Automation acquisitions are in the air. Consider this - the majors are all flush with cash; the low-hanging fruit are ripe and ready to be plucked.

After the GE debacle a decade ago, Honeywell Process Solutions is again in play. Just a month ago, a good source reported that Siemens was again interested. The Division head has never reported directly to the CEO and the heads keep switching every couple of years. The most recent chief, Norm Gilsdorf succeeded Jack Bolick in January 2009, and has now been shunted off to a new position as president of Russia, Central Asia & the Middle East. He was replaced by someone from Metrologic Instruments which was acquired recently. Want to read between the lines?

Invensys has been in a holding pattern since CFO Wayne Edmunds took over after CEO Ulf Hendrickkson was fired. Edmunds let the two primary Divisions (Rail and Process Automation) float, and ignored the third (Building Controls). He immediately got busy trying to offload the company's albatross pension fund; the cost has jumped to estimates of £1.7B, though analysts don?t see the this as too much of a poison pill. On May 13, UK Sunday Times reported that 4 companies - Siemens, ABB, Emerson and General Electric - have approached Invensys through bankers, either to acquire outright, or breakup. Afterwards Wayne Edmunds dismissed the speculations - clearly he'd been approached but couldn't talk about it.

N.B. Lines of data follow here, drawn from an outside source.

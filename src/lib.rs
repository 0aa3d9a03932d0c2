//! folio: a small static site generator for a personal site
//!
//! Markdown files with a flat front-matter block are turned into pages by
//! substituting `{{placeholders}}` in plain HTML templates. The site has a
//! blog, a few singleton pages (projects, resume, links), any number of
//! declarative "works" collections, a sitemap, a 404 page and generated
//! social-preview images.

pub mod commands;
pub mod config;
pub mod content;
pub mod error;
pub mod generator;
pub mod helpers;
pub mod og;
pub mod server;
pub mod templates;

use anyhow::Result;
use chrono::NaiveDate;
use std::path::{Path, PathBuf};

pub use error::FolioError;

/// Config file looked up in the base directory
pub const CONFIG_FILE: &str = "folio.yml";

/// The main folio application
#[derive(Clone)]
pub struct Folio {
    /// Site configuration
    pub config: config::SiteConfig,
    /// Base directory
    pub base_dir: PathBuf,
    /// Content directory (singleton pages and collections)
    pub content_dir: PathBuf,
    /// HTML templates directory
    pub templates_dir: PathBuf,
    /// Blog posts directory
    pub blog_dir: PathBuf,
    /// Output directory
    pub output_dir: PathBuf,
    /// Build day: fallback for missing or bad dates and the reference for
    /// relative dates. Fixed per instance so repeated builds match.
    pub today: NaiveDate,
}

impl Folio {
    /// Create a new instance from a directory
    pub fn new<P: AsRef<Path>>(base_dir: P) -> Result<Self> {
        let base_dir = base_dir.as_ref().to_path_buf();
        let config_path = base_dir.join(CONFIG_FILE);

        let config = if config_path.exists() {
            config::SiteConfig::load(&config_path)?
        } else {
            config::SiteConfig::default()
        };

        Ok(Self::with_config(base_dir, config))
    }

    /// Create an instance from an explicit configuration
    pub fn with_config<P: AsRef<Path>>(base_dir: P, config: config::SiteConfig) -> Self {
        let base_dir = base_dir.as_ref().to_path_buf();

        Self {
            content_dir: base_dir.join(&config.content_dir),
            templates_dir: base_dir.join(&config.templates_dir),
            blog_dir: base_dir.join(&config.blog.dir),
            output_dir: base_dir.join(&config.output_dir),
            today: chrono::Local::now().date_naive(),
            config,
            base_dir,
        }
    }

    /// Fresh instance for the same base directory
    ///
    /// Re-reads `folio.yml` and moves the build day to the current date.
    pub fn reload(&self) -> Result<Self> {
        Self::new(&self.base_dir)
    }

    /// Resolve a config path against the base directory
    pub fn path(&self, relative: &str) -> PathBuf {
        self.base_dir.join(relative)
    }

    /// Directory of a works collection
    pub fn collection_dir(&self, name: &str) -> PathBuf {
        self.content_dir.join(name)
    }

    /// Build the static site
    pub fn build(&self) -> Result<generator::BuildReport> {
        commands::build::run(self)
    }

    /// Delete the output directory
    pub fn clean(&self) -> Result<()> {
        commands::clean::run(self)
    }

    /// Generate missing OG images for blog posts
    pub fn og_images(&self) -> og::OgReport {
        og::generate_missing(self)
    }
}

The other company that is ripe for takeover is Rockwell Automation, still reporting to the clique under CEO Keith Nosbusch. While Rockwell is doing fairly well, my hunch is based on the observation that the company really has nowhere to go - too big to be small, and too small to really compete against the likes of Siemens and ABB.

So, who will buy? Siemens is the largest automation company in the world, with a big war-chest ready for acquisitions. They are the leading possibility and will likely pull the others into joining the bidding.

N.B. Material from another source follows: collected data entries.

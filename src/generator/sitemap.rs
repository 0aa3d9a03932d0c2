//! sitemap.xml

use anyhow::{anyhow, Result};
use std::fs;
use std::path::Path;

use crate::helpers::escape_xml;

#[derive(Debug, Clone, PartialEq)]
pub struct SitemapEntry {
    /// Absolute, percent-encoded URL
    pub loc: String,
    pub priority: f32,
}

/// Sitemap entries in insertion order
#[derive(Debug, Default)]
pub struct Sitemap {
    entries: Vec<SitemapEntry>,
}

impl Sitemap {
    pub fn new() -> Self {
        Self::default()
    }

    pub fn push(&mut self, loc: impl Into<String>, priority: f32) {
        self.entries.push(SitemapEntry {
            loc: loc.into(),
            priority,
        });
    }

    pub fn len(&self) -> usize {
        self.entries.len()
    }

    pub fn is_empty(&self) -> bool {
        self.entries.is_empty()
    }

    pub fn render(&self) -> String {
        let mut xml = String::from(
            "<?xml version=\"1.0\" encoding=\"UTF-8\"?>\n<urlset xmlns=\"http://www.sitemaps.org/schemas/sitemap/0.9\">\n",
        );

        for entry in &self.entries {
            xml.push_str(&format!(
                "  <url>\n    <loc>{}</loc>\n    <priority>{}</priority>\n  </url>\n",
                escape_xml(&entry.loc),
                format_priority(entry.priority)
            ));
        }

        xml.push_str("</urlset>\n");
        xml
    }

    /// Write `sitemap.xml` into `dir`
    pub fn write(&self, dir: &Path) -> Result<()> {
        let output_path = dir.join("sitemap.xml");
        fs::write(&output_path, self.render())
            .map_err(|e| anyhow!("Failed to write {:?}: {}", output_path, e))?;
        tracing::info!("Generated sitemap.xml with {} URLs", self.len());
        Ok(())
    }
}

/// Priority as configured, with at least one decimal (`1.0`, `0.85`)
fn format_priority(priority: f32) -> String {
    let text = priority.to_string();
    if text.contains('.') {
        text
    } else {
        format!("{:.1}", priority)
    }
}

ABB has earmarked $9-18 billion for acquisitions over the next 5 years. CEO Joe Hogan says they are still looking to fill blank spots in automation. While he didn't name any targets, he flatly ruled out rumors about bidding for Rockwell. One wonders why he was specific.

France-based Schneider Electric keeps making investments in building management, software and smart grid technology - their APC and Square-D dominate power electronics in that arena, and they?ve been buying worldwide. Is Schneider interested in joining the bidding for Honeywell, Invensys or Rockwell?

Meanwhile, General Electric keeps making acquisitions around the periphery of industrial automation. I've been predicting for a long time that they'll re-enter industrial automation (after the Jack-Welch/Honeywell debacle over a decade ago); it remains to be seen whether marketing orientated CEO Jeff Immelt will allow this to happen.

Emerson is divesting $2 billion to $3 billion of under-performing assets. CEO David Farr says they expect to spend $5 - 6 B on acquisitions in the next 3-5 years, especially in industrial automation and process management. Their Delta V is doing well; they?ll acquire primarily to expand their customer base and divest unwanted pieces.

Stay tuned for some lively action before the end of this year. If you get some news, do tell.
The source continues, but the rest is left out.